24 songs, including most of the major North-east of Scotland bothy ballads, recorded by Charlie Allan. They are the best of the tracks in the audio cassettes available here with a couple of re-recordings.

Includes 28 pages of sleeve notes on Charlie, the 19 musicians, and complete words of all 24 songs.

Charlie writes; One of the joys of being me is the number of real musicians I have been allowed to play with and the number of virtuosos who have agreed to join me on this, hopefully the best of my recorded singing.

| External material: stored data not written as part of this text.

// src/config/loader.rs

use std::fs;
use std::path::{Path, PathBuf};

use crate::config::model::{ConfigFile, RawConfigFile};
use crate::errors::Result;

/// Load a configuration file from a given path and return the raw `RawConfigFile`.
///
/// This only performs TOML deserialization; it does **not** perform semantic
/// validation (state graph, budgets, regexes). Use [`load_and_validate`] for
/// that.
pub fn load_from_path(path: impl AsRef<Path>) -> Result<RawConfigFile> {
    let path = path.as_ref();
    let contents = fs::read_to_string(path)?;

    let config: RawConfigFile = toml::from_str(&contents)?;

    Ok(config)
}

/// Load a configuration file from path and validate it.
///
/// - Reads TOML.
/// - Applies defaults (handled by `serde` + `Default` impls).
/// - Checks the state graph, budgets, durations and process patterns.
/// - Resolves a relative `[registry].path` against the config file's
///   directory.
pub fn load_and_validate(path: impl AsRef<Path>) -> Result<ConfigFile> {
    let path = path.as_ref();
    let raw_config = load_from_path(path)?;
    let mut config = ConfigFile::try_from(raw_config)?;
    if config.registry_path.is_relative() {
        config.registry_path = config_root_dir(path).join(&config.registry_path);
    }
    Ok(config)
}

/// Helper to resolve a default config path: `Daqctl.toml` in the current
/// working directory.
pub fn default_config_path() -> PathBuf {
    PathBuf::from("Daqctl.toml")
}

/// Directory relative paths in the config are resolved against.
///
/// A bare file name (parent = "") means the current directory.
pub fn config_root_dir(config_path: &Path) -> PathBuf {
    match config_path.parent() {
        Some(parent) if !parent.as_os_str().is_empty() => parent.to_path_buf(),
        _ => PathBuf::from("."),
    }
}
// src/ecc/control.rs

//! The control channel to an ECC server.
//!
//! The server is driven through deployment-provided shell commands run over
//! the worker session. `{target}` and `{from}` placeholders in the transition
//! command are replaced with shell-quoted state names.

use crate::ecc::graph::StateGraph;
use crate::errors::{DaqError, Result};
use crate::remote::quote::shell_quote;
use crate::remote::{BoxFuture, WorkerSession};
use crate::types::StateName;

/// Sends transition requests to, and reads state from, one ECC server.
pub trait EccControl: Send + Sync + std::fmt::Debug {
    /// Ask the server for its current state.
    fn query_state<'a>(
        &'a self,
        session: &'a mut WorkerSession,
        graph: &'a StateGraph,
    ) -> BoxFuture<'a, Result<StateName>>;

    /// Ask the server to move from `from` to `target`. Returns once the
    /// request has been accepted, not once the transition completed.
    fn send_transition<'a>(
        &'a self,
        session: &'a mut WorkerSession,
        from: &'a str,
        target: &'a str,
    ) -> BoxFuture<'a, Result<()>>;
}

/// [`EccControl`] over configured shell commands.
#[derive(Debug, Clone, Default)]
pub struct ShellEccControl {
    pub state_command: Option<String>,
    pub transition_command: Option<String>,
}

impl ShellEccControl {
    pub fn new(state_command: Option<String>, transition_command: Option<String>) -> Self {
        Self {
            state_command,
            transition_command,
        }
    }

    /// Expand a transition command template.
    pub fn render_transition(template: &str, from: &str, target: &str) -> String {
        template
            .replace("{target}", &shell_quote(target))
            .replace("{from}", &shell_quote(from))
    }

    async fn query(&self, session: &mut WorkerSession, graph: &StateGraph) -> Result<StateName> {
        let command = self.state_command.as_deref().ok_or_else(|| {
            DaqError::ConfigError("[ecc].state_command is not configured".to_string())
        })?;
        let output = session.run_checked(command, "querying ECC state").await?;
        parse_state_report(&output.stdout, graph)
    }

    async fn transition(&self, session: &mut WorkerSession, from: &str, target: &str) -> Result<()> {
        let template = self.transition_command.as_deref().ok_or_else(|| {
            DaqError::ConfigError("[ecc].transition_command is not configured".to_string())
        })?;
        let command = Self::render_transition(template, from, target);
        session
            .run_checked(&command, &format!("requesting transition to {target}"))
            .await?;
        Ok(())
    }
}

impl EccControl for ShellEccControl {
    fn query_state<'a>(
        &'a self,
        session: &'a mut WorkerSession,
        graph: &'a StateGraph,
    ) -> BoxFuture<'a, Result<StateName>> {
        Box::pin(self.query(session, graph))
    }

    fn send_transition<'a>(
        &'a self,
        session: &'a mut WorkerSession,
        from: &'a str,
        target: &'a str,
    ) -> BoxFuture<'a, Result<()>> {
        Box::pin(self.transition(session, from, target))
    }
}

/// The first non-empty line of a state report names the state.
pub fn parse_state_report(stdout: &str, graph: &StateGraph) -> Result<StateName> {
    let reported = stdout
        .lines()
        .map(str::trim)
        .find(|line| !line.is_empty())
        .ok_or_else(|| DaqError::Protocol("ECC state query returned no output".to_string()))?;
    if graph.contains(reported) {
        Ok(reported.to_string())
    } else {
        Err(DaqError::Protocol(format!(
            "ECC reported unknown state '{reported}'"
        )))
    }
}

I’m not going to mention them all in detail but I’d just like you to note, in reverse alphabetical order;

Richard Thomson while on one of his American fan club’s tours was staying at Towie Barclay castle when we were recording The Auld Folks on the Wa. Richard jumped in to do a superb job on the mandolin, being by far the lead instrument on the recording.

His buddy from the old Fairport Convention days, Dave Swarbrick, features on seven tracks, mostly on the fiddle But his piece de resistence is the wonderful fiddle orchestra in Lonely in the Bothy. It is called the Smiddyburn Strings but it is just Dave recorded over and over to sound like twenty fiddles – though where you’d get twenty of that quality I don’t know.

I was really honoured by Kenny Slavin a classical musician who accompanied much of my first audio tape of ballads. Please listen to his extravagant Stefan Grapelli accompaniment to Macfarlane o’ the Sprotts and the beautiful playing on Drumdelgie. The last note of that piece is as fine as you’ll hear and far more than you expect on a collection of bothy ballads.

Graham Mitchell and his band have held up the good name of the north-east’s folk music for thirty years (so far). He features, including doing many of the lead-ins, on eight tracks. All eight were recorded in one evening session on his way home from work. You’ll easily recognise Graham. His is the only box on the CD.